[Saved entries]
((

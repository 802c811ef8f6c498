/*
 * Copyright (c) Microsoft Corporation.
 * Licensed under the MIT license.
 */

//! The one-dimensional view of matrices, views and index lists.
//!
//! Every type in this crate that holds (or aliases) a sequence of elements implements
//! [`Grid1D`] by providing its length, its natural 2-D shape and an unchecked 0-based
//! accessor. All other operations (access helpers, statistics, boolean aggregates,
//! functional transforms and products) are provided methods written against those three
//! primitives. A row view, a masked view and an owning matrix therefore share one
//! implementation of `sum`, `filter`, `dot` and friends.
//!
//! # Indexing conventions
//!
//! * `at`, `at_mut`, `swap` and `for_each_indexed` use 1-based positions and are
//!   bounds-checked.
//! * `get`, `get_mut` and the `unsafe` unchecked accessors use 0-based positions.
//!
//! Elements are visited in storage order: row-major for matrices and rectangular views,
//! ascending index order for masked views.

use std::fmt;

use num_traits::{Float, FromPrimitive, One, PrimInt, Signed, ToPrimitive, Zero};

use crate::{
    error::{MatrixError, MatrixResult},
    functional,
    index::Indices,
    matrix::Matrix,
    scalar::{Scalar, Truthy},
};

/// Selects the denominator of [`Grid1D::var`] and [`Grid1D::sd`].
#[derive(Debug, Default, Clone, Copy, PartialEq, Eq)]
pub enum Variance {
    /// Divide by `n`.
    #[default]
    Population,
    /// Divide by `n - 1`. Undefined for `n <= 1`.
    Sample,
}
/*
 * Copyright (c) Microsoft Corporation.
 * Licensed under the MIT license.
 */

//! Helpers shared by the crates in the `gridmat` workspace.

mod lazystring;
pub use lazystring::LazyString;

pub mod random;
pub use random::{RngBuilder, StdRngBuilder};

pub mod tracing;
pub use tracing::{init_subscriber, init_test_subscriber};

))

## WHAT IS BEING ASKED
Retype exactly the lines from the first line of the records above through the line containing "#[derive(Debug, Default, Clone, Copy, PartialEq, Eq)]", both included, and nothing else.

## PROBLEM SOLUTION
repository 802c811ef8f6c498
/*
 * Copyright (c) Microsoft Corporation.
 * Licensed under the MIT license.
 */

//! The one-dimensional view of matrices, views and index lists.
//!
//! Every type in this crate that holds (or aliases) a sequence of elements implements
//! [`Grid1D`] by providing its length, its natural 2-D shape and an unchecked 0-based
//! accessor. All other operations (access helpers, statistics, boolean aggregates,
//! functional transforms and products) are provided methods written against those three
//! primitives. A row view, a masked view and an owning matrix therefore share one
//! implementation of `sum`, `filter`, `dot` and friends.
//!
//! # Indexing conventions
//!
//! * `at`, `at_mut`, `swap` and `for_each_indexed` use 1-based positions and are
//!   bounds-checked.
//! * `get`, `get_mut` and the `unsafe` unchecked accessors use 0-based positions.
//!
//! Elements are visited in storage order: row-major for matrices and rectangular views,
//! ascending index order for masked views.

use std::fmt;

use num_traits::{Float, FromPrimitive, One, PrimInt, Signed, ToPrimitive, Zero};

use crate::{
    error::{MatrixError, MatrixResult},
    functional,
    index::Indices,
    matrix::Matrix,
    scalar::{Scalar, Truthy},
};

/// Selects the denominator of [`Grid1D::var`] and [`Grid1D::sd`].
#[derive(Debug, Default, Clone, Copy, PartialEq, Eq)]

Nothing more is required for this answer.